Becoming One of the 2% of Teen Moms That Graduate College

I’m not going to throw a lot of statistics at you, but I came across one that stopped me in my tracks: 2% of teen moms finish college by the time they are 30.


I had my first child at 15 and my second at 21. I came across this statistic just a few weeks ago. If I had known this during my college years, I probably would have felt like the odds were against me. But here’s the thing: I already knew it would be hard. I felt those odds. I lived those odds. I didn’t need confirmation that I was one of the few.

I already knew.

But knowing, now that I have my college degree; that I am one of the 2% lifts my spirits. Lifts me to do things that seem like I could never do that. Whatever THAT is.

Because being of the 2% means that a whole lot of folks told me it wasn’t going to happen. More people will tell you, without openly saying, that you will fail.

And I just didn’t listen to them.

You shouldn’t listen to them.

I jumped over the obstacles, like you will.

Crushed through the barriers, like you will have to.

I’m a writer by trade. It’s what I studied in college.  As a writer, I’m terrible at math. My brain just doesn’t operate in the 1 + 1 department. Sure, I can write you an essay or tell you a story about anything, but math? Forget it.

I’m useless.

Half the battle, like I said, is showing up. But once you’re there, the obstacles continue. I’ll never forget one of my writing professors, the person who was supposed to be my mentor, my rock, the person to help my dreams come true, told me that I should work for the IRS.

It was a blow.

You mean, work with numbers?


How was I supposed to become a writer if this college professor believed the words I strung together were so terrible that I should seek out a career that I knew I couldn’t do?

So, I did what I have always done when faced with an obstacle: I didn’t listen.

Sure, there were moments where I practically begged for guidance. For anyone to please show me the path.


Just tell me how it’s done.

And I will follow.

But in the back of my mind I kept telling myself: you have something to say, you are a writer, that professor is just a grumpy old man, don’t listen. Do. Not. Listen. To. Him.

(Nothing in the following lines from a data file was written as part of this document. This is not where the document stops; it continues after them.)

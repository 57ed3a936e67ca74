//! Size-classed buffer store
//!
//! Keeps idle buffers in one free list per size class. A buffer returned with
//! capacity `c` is filed under the largest class whose size does not exceed
//! `c`, so anything taken from class `i` can hold `size_of(i)` bytes without
//! growing.

use super::size_class::{
    class_of, fit_class_of, size_of, SizeClass, MAX_SIZE, MIN_SIZE, NUM_CLASSES,
};
use crate::buffer::Buffer;
use crate::config::StoreConfig;
use serde::Serialize;
use std::sync::atomic::{AtomicU64, Ordering};
use tracing::{info, trace};

/// Slab store for byte buffers
///
/// Thread-safe; every size class is guarded by its own lock, so traffic on
/// different classes never contends.
pub struct SlabStore {
    /// Size classes (sorted by size)
    classes: Vec<SizeClass>,
    config: StoreConfig,
    counters: StoreCounters,
}

impl Default for SlabStore {
    fn default() -> Self {
        Self::with_config(StoreConfig::default())
    }
}

impl SlabStore {
    /// Create a store with default limits
    pub fn new() -> Self {
        Self::default()
    }

    /// Create a store with custom limits
    pub fn with_config(config: StoreConfig) -> Self {
        info!(
            classes = NUM_CLASSES,
            min_size = MIN_SIZE,
            max_size = MAX_SIZE,
            max_pool_size = config.max_pool_size,
            max_free_per_class = config.max_free_per_class,
            "Initializing slab store"
        );

        Self {
            classes: (0..NUM_CLASSES).map(SizeClass::new).collect(),
            config,
            counters: StoreCounters::default(),
        }
    }

    /// Get a buffer holding `len` zero bytes
    pub fn get(&self, len: usize) -> Buffer {
        let mut buf = self.get_empty(len);
        buf.resize(len, 0);
        buf
    }

    /// Get an empty buffer able to hold at least `capacity` bytes.
    ///
    /// Reuses an idle buffer from the matching class or the one above it,
    /// otherwise allocates a buffer of the full class size.
    pub fn get_empty(&self, capacity: usize) -> Buffer {
        let idx = class_of(capacity);
        let reused = self.classes[idx]
            .take()
            .or_else(|| self.classes.get(idx + 1).and_then(SizeClass::take));

        match reused {
            Some(mut storage) => {
                storage.clear();
                if storage.capacity() < capacity {
                    storage.reserve_exact(capacity);
                }
                self.counters.reuses.fetch_add(1, Ordering::Relaxed);
                Buffer::new(storage)
            }
            None => {
                let size = if capacity > MAX_SIZE {
                    capacity
                } else {
                    size_of(idx).max(capacity)
                };
                self.counters.allocations.fetch_add(1, Ordering::Relaxed);
                trace!(requested = capacity, allocated = size, class = idx, "Allocated buffer");
                Buffer::with_capacity(size)
            }
        }
    }

    /// Wrap caller-provided storage in a buffer
    pub fn new_buffer(&self, initial: Vec<u8>) -> Buffer {
        Buffer::new(initial)
    }

    /// Return a buffer for reuse
    pub fn put(&self, mut buf: Buffer) {
        self.recycle(&mut buf);
    }

    /// Return a buffer's storage for reuse, leaving a released handle behind.
    ///
    /// Every later read or write through `buf` panics, until it is given new
    /// storage with [`Buffer::reset_with`].
    ///
    /// # Panics
    ///
    /// If `buf` was already released.
    pub fn recycle(&self, buf: &mut Buffer) {
        let Some(mut storage) = buf.take_storage() else {
            panic!("bufpool: Buffer returned to the pool twice");
        };

        let capacity = storage.capacity();
        if capacity < MIN_SIZE || capacity > self.config.max_pool_size {
            self.counters.dropped.fetch_add(1, Ordering::Relaxed);
            trace!(capacity, "Dropped buffer outside retained range");
            return;
        }

        storage.clear();
        let idx = fit_class_of(capacity);
        match self.classes[idx].give(storage, self.config.max_free_per_class) {
            Ok(()) => {
                self.counters.returned.fetch_add(1, Ordering::Relaxed);
            }
            Err(_) => {
                self.counters.dropped.fetch_add(1, Ordering::Relaxed);
                trace!(capacity, class = idx, "Dropped buffer, free list full");
            }
        }
    }

    /// Release every idle buffer, returning the number of bytes freed
    pub fn shrink(&self) -> usize {
        let freed = self.classes.iter().map(SizeClass::drain).sum();
        info!(freed_bytes = freed, "Shrunk slab store");
        freed
    }

    /// Limits this store was built with
    pub fn config(&self) -> &StoreConfig {
        &self.config
    }

    /// Get statistics about the store
    pub fn stats(&self) -> StoreStats {
        let mut stats = StoreStats {
            allocations: self.counters.allocations.load(Ordering::Relaxed),
            reuses: self.counters.reuses.load(Ordering::Relaxed),
            returned: self.counters.returned.load(Ordering::Relaxed),
            dropped: self.counters.dropped.load(Ordering::Relaxed),
            ..StoreStats::default()
        };

        for sc in &self.classes {
            let class_stats = SizeClassStats {
                index: sc.index,
                slot_size: sc.slot_size,
                free_buffers: sc.free_count(),
                free_bytes: sc.free_bytes(),
            };
            stats.free_buffers += class_stats.free_buffers;
            stats.free_bytes += class_stats.free_bytes;
            stats.size_classes.push(class_stats);
        }

        stats
    }
}

#[derive(Default)]
struct StoreCounters {
    allocations: AtomicU64,
    reuses: AtomicU64,
    returned: AtomicU64,
    dropped: AtomicU64,
}

/// Statistics for the slab store
#[derive(Debug, Clone, Default, Serialize)]
pub struct StoreStats {
    /// Buffers allocated fresh
    pub allocations: u64,
    /// Requests served from a free list
    pub reuses: u64,
    /// Buffers accepted back into a free list
    pub returned: u64,
    /// Buffers refused on return
    pub dropped: u64,
    pub free_buffers: usize,
    pub free_bytes: usize,
    pub size_classes: Vec<SizeClassStats>,
}

#[derive(Debug, Clone, Copy, Serialize)]
pub struct SizeClassStats {
    pub index: usize,
    pub slot_size: usize,
    pub free_buffers: usize,
    pub free_bytes: usize,
}

#[cfg(test)]
mod tests {
    use super::*;

    #[test]
    fn test_get_zero() {
        let store = SlabStore::new();
        store.put(store.new_buffer(Vec::new()));
        store.put(store.new_buffer(Vec::with_capacity(0)));

        let buf = store.get(0);
        assert_eq!(buf.len(), 0);
        assert_eq!(buf.capacity(), 64);
    }

    #[test]
    fn test_get_sets_length() {
        let store = SlabStore::new();
        let buf = store.get(1234);
        assert_eq!(buf.len(), 1234);
        assert_eq!(buf.capacity(), 2048);
        assert!(buf.as_bytes().iter().all(|&b| b == 0));
    }

    #[test]
    fn test_reuse() {
        let store = SlabStore::new();

        let mut buf = store.get_empty(1000);
        buf.write_bytes(b"stale");
        store.put(buf);

        let again = store.get_empty(1000);
        assert!(again.is_empty());
        assert_eq!(again.capacity(), 1024);

        let stats = store.stats();
        assert_eq!(stats.allocations, 1);
        assert_eq!(stats.reuses, 1);
        assert_eq!(stats.returned, 1);
    }

    #[test]
    fn test_reuse_from_next_class() {
        let store = SlabStore::new();
        store.put(store.get_empty(2048));

        // class 4 is empty, class 5 holds the 2048 buffer
        let buf = store.get_empty(1024);
        assert_eq!(buf.capacity(), 2048);
        assert_eq!(store.stats().reuses, 1);
    }

    #[test]
    fn test_grown_buffer_filed_by_capacity() {
        let store = SlabStore::new();
        let mut buf = store.get_empty(64);
        buf.resize(3000, 1);
        let capacity = buf.capacity();
        store.put(buf);

        let stats = store.stats();
        let idx = fit_class_of(capacity);
        assert_eq!(stats.size_classes[idx].free_buffers, 1);
        assert!(store.get_empty(size_of(idx)).capacity() >= size_of(idx));
    }

    #[test]
    fn test_oversized_buffer_dropped() {
        let store = SlabStore::with_config(StoreConfig {
            max_pool_size: 4096,
            ..StoreConfig::default()
        });
        store.put(store.get_empty(8192));

        let stats = store.stats();
        assert_eq!(stats.dropped, 1);
        assert_eq!(stats.free_buffers, 0);
    }

    #[test]
    fn test_free_list_limit() {
        let store = SlabStore::with_config(StoreConfig {
            max_free_per_class: 2,
            ..StoreConfig::default()
        });
        let bufs: Vec<_> = (0..3).map(|_| store.get_empty(100)).collect();
        for buf in bufs {
            store.put(buf);
        }

        let stats = store.stats();
        assert_eq!(stats.returned, 2);
        assert_eq!(stats.dropped, 1);
        assert_eq!(stats.free_buffers, 2);
    }

    #[test]
    fn test_use_after_recycle() {
        let store = SlabStore::new();
        let mut buf = store.get(10);
        store.recycle(&mut buf);

        assert_eq!(buf.len(), Buffer::RELEASED);
        assert_eq!(buf.capacity(), 64);

        let write = std::panic::catch_unwind(std::panic::AssertUnwindSafe(|| buf.write_byte(0)));
        assert!(write.is_err());
        let bytes = std::panic::catch_unwind(std::panic::AssertUnwindSafe(|| buf.as_bytes().len()));
        assert!(bytes.is_err());
        let text = std::panic::catch_unwind(std::panic::AssertUnwindSafe(|| buf.as_str().is_ok()));
        assert!(text.is_err());
    }

    #[test]
    #[should_panic(expected = "twice")]
    fn test_double_recycle_panics() {
        let store = SlabStore::new();
        let mut buf = store.get(10);
        store.recycle(&mut buf);
        store.recycle(&mut buf);
    }

    #[test]
    fn test_shrink() {
        let store = SlabStore::new();
        store.put(store.get_empty(100));
        store.put(store.get_empty(5000));

        assert!(store.shrink() >= 128 + 8192);
        let stats = store.stats();
        assert_eq!(stats.free_buffers, 0);
        assert_eq!(stats.free_bytes, 0);
    }
}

While in college, I began writing the journey of my struggles as a young mother and college student. When I wasn’t reading, finishing papers, or being mom, I was writing about being a mom.  What it was like to go swimming with a toddler, stay up all night to write a paper, everyday life.

It was boring. And it was terrible writing.

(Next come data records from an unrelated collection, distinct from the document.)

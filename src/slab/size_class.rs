//! Size class management for the slab store
//!
//! Sizes are bucketed into [`NUM_CLASSES`] power-of-two classes starting at
//! [`MIN_SIZE`]:
//!
//! ```text
//! class 0  → [0, 64]
//! class 1  → [65, 128]
//! class 2  → [129, 256]
//! ...
//! class 19 → [16 MiB + 1, ∞)   (nominal size 32 MiB)
//! ```

use parking_lot::Mutex;

/// log2 of [`MIN_SIZE`]
pub const MIN_BIT_SIZE: u32 = 6;

/// Number of size classes
pub const NUM_CLASSES: usize = 20;

/// Smallest class size, one CPU cache line
pub const MIN_SIZE: usize = 1 << MIN_BIT_SIZE;

/// Nominal size of the top class (32 MiB)
pub const MAX_SIZE: usize = 1 << (MIN_BIT_SIZE as usize + NUM_CLASSES - 1);

/// Largest buffer capacity the slab store will retain (64 MiB)
pub const MAX_POOL_SIZE: usize = MAX_SIZE << 1;

/// Map a byte count to its size class.
///
/// `0..=64` is class 0, `65..=128` class 1 and so on; anything above
/// [`MAX_SIZE`] lands in the top class.
#[inline]
pub const fn class_of(n: usize) -> usize {
    if n == 0 {
        return 0;
    }
    let scaled = (n - 1) >> MIN_BIT_SIZE;
    let idx = (usize::BITS - scaled.leading_zeros()) as usize;
    if idx >= NUM_CLASSES {
        NUM_CLASSES - 1
    } else {
        idx
    }
}

/// Byte size of a class.
#[inline]
pub const fn size_of(idx: usize) -> usize {
    MIN_SIZE << idx
}

/// Class below a boundary value.
///
/// Same as [`class_of`], except that an exact class size maps to the class
/// beneath it (clamped at 0).
#[inline]
pub const fn prev_class_of(n: usize) -> usize {
    let idx = class_of(n);
    if idx > 0 && n == size_of(idx) {
        idx - 1
    } else {
        idx
    }
}

/// Largest class whose size does not exceed `n`.
///
/// A buffer with capacity `n` can satisfy any request of this class, which
/// makes it the right free list for that buffer. Anything at or above
/// [`MAX_SIZE`] belongs to the top class.
#[inline]
pub const fn fit_class_of(n: usize) -> usize {
    if n >= MAX_SIZE {
        return NUM_CLASSES - 1;
    }
    let idx = class_of(n);
    if idx == 0 || n == size_of(idx) {
        idx
    } else {
        idx - 1
    }
}

/// A size class holds idle buffers whose capacity is at least `slot_size`.
///
/// Buffers are reused LIFO so the most recently touched memory goes out first.
#[derive(Debug)]
pub struct SizeClass {
    /// Size of buffers in this class (bytes)
    pub slot_size: usize,
    /// Index of this size class
    pub index: usize,
    /// Idle buffers
    free: Mutex<Vec<Vec<u8>>>,
}

impl SizeClass {
    /// Create an empty size class
    pub fn new(index: usize) -> Self {
        Self {
            slot_size: size_of(index),
            index,
            free: Mutex::new(Vec::new()),
        }
    }

    /// Take an idle buffer, if any
    pub fn take(&self) -> Option<Vec<u8>> {
        self.free.lock().pop()
    }

    /// Park an idle buffer.
    ///
    /// Returns the buffer back when the class already holds `limit` buffers.
    pub fn give(&self, buf: Vec<u8>, limit: usize) -> Result<(), Vec<u8>> {
        let mut free = self.free.lock();
        if free.len() >= limit {
            return Err(buf);
        }
        free.push(buf);
        Ok(())
    }

    /// Drop every idle buffer, returning the number of bytes released
    pub fn drain(&self) -> usize {
        let mut free = self.free.lock();
        let bytes = free.iter().map(Vec::capacity).sum();
        free.clear();
        bytes
    }

    /// Number of idle buffers
    pub fn free_count(&self) -> usize {
        self.free.lock().len()
    }

    /// Total capacity of idle buffers
    pub fn free_bytes(&self) -> usize {
        self.free.lock().iter().map(Vec::capacity).sum()
    }

    /// Check if a given size fits in this size class
    pub fn can_fit(&self, size: usize) -> bool {
        size <= self.slot_size
    }
}
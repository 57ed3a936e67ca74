//! Named pools sharing one slab store
//!
//! Create a single [`PoolRegistry`] at startup and pass it (or the pools it
//! hands out) by `Arc`. It holds no external resources, so dropping it is the
//! only teardown needed.

use super::{AdaptivePool, PoolStats};
use crate::config::{BufpoolConfig, PoolConfig};
use crate::slab::SlabStore;
use dashmap::DashMap;
use std::sync::Arc;
use tracing::info;

/// Name of the pool returned by [`PoolRegistry::default_pool`]
pub const DEFAULT_POOL: &str = "default";

/// Registry of adaptive pools
pub struct PoolRegistry {
    store: Arc<SlabStore>,
    pool_config: PoolConfig,
    default_pool: Arc<AdaptivePool>,
    pools: DashMap<String, Arc<AdaptivePool>>,
}

impl Default for PoolRegistry {
    fn default() -> Self {
        Self::new(&BufpoolConfig::default())
    }
}

impl PoolRegistry {
    pub fn new(config: &BufpoolConfig) -> Self {
        let store = Arc::new(SlabStore::with_config(config.store.clone()));
        let default_pool = Arc::new(AdaptivePool::named(
            DEFAULT_POOL,
            store.clone(),
            config.pool.clone(),
        ));
        info!("Pool registry ready");

        Self {
            store,
            pool_config: config.pool.clone(),
            default_pool,
            pools: DashMap::new(),
        }
    }

    /// Pool for callers without a dedicated usage pattern
    pub fn default_pool(&self) -> &Arc<AdaptivePool> {
        &self.default_pool
    }

    /// Get a named pool, creating it with the registry's tuning if needed
    pub fn pool(&self, name: &str) -> Arc<AdaptivePool> {
        self.pool_with_config(name, self.pool_config.clone())
    }

    /// Get a named pool, creating it with `config` if needed.
    ///
    /// An existing pool keeps the tuning it was created with.
    pub fn pool_with_config(&self, name: &str, config: PoolConfig) -> Arc<AdaptivePool> {
        if name == DEFAULT_POOL {
            return self.default_pool.clone();
        }
        if let Some(pool) = self.pools.get(name) {
            return pool.value().clone();
        }

        self.pools
            .entry(name.to_string())
            .or_insert_with(|| {
                Arc::new(AdaptivePool::named(name, self.store.clone(), config))
            })
            .value()
            .clone()
    }

    /// Look up a pool without creating it
    pub fn get(&self, name: &str) -> Option<Arc<AdaptivePool>> {
        if name == DEFAULT_POOL {
            return Some(self.default_pool.clone());
        }
        self.pools.get(name).map(|pool| pool.value().clone())
    }

    /// Forget a named pool; buffers already handed out stay valid
    pub fn remove(&self, name: &str) -> Option<Arc<AdaptivePool>> {
        let removed = self.pools.remove(name).map(|(_, pool)| pool);
        if removed.is_some() {
            info!(pool = name, "Removed pool");
        }
        removed
    }

    /// Names of all pools, default first
    pub fn names(&self) -> Vec<String> {
        let mut names: Vec<String> = self.pools.iter().map(|entry| entry.key().clone()).collect();
        names.sort();
        names.insert(0, DEFAULT_POOL.to_string());
        names
    }

    /// Store shared by every pool
    pub fn store(&self) -> &Arc<SlabStore> {
        &self.store
    }

    /// Statistics for every pool, default first
    pub fn stats(&self) -> Vec<PoolStats> {
        self.names()
            .iter()
            .filter_map(|name| self.get(name))
            .map(|pool| pool.stats())
            .collect()
    }
}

No one but my sister and an amazing group of other young mothers read it.

But I was listening to myself and writing! And I also learned a few things: like how to write so people will pay attention, how to edit a website, how to shift when the Internet changes, how to create an e-newsletter, how to, when you’re stuck, build supportive friendships that push you through sleepless nights and doubt. Especially when all of your friends are being young and single and unattached or your parents are unsupportive.

By writing, even if it was terrible, I was listening to myself – making noise – and crashing through barriers.

I was demanding to be heard. To prove to whomever, whatever that I was going to be right. I would make it. I would be the 2%.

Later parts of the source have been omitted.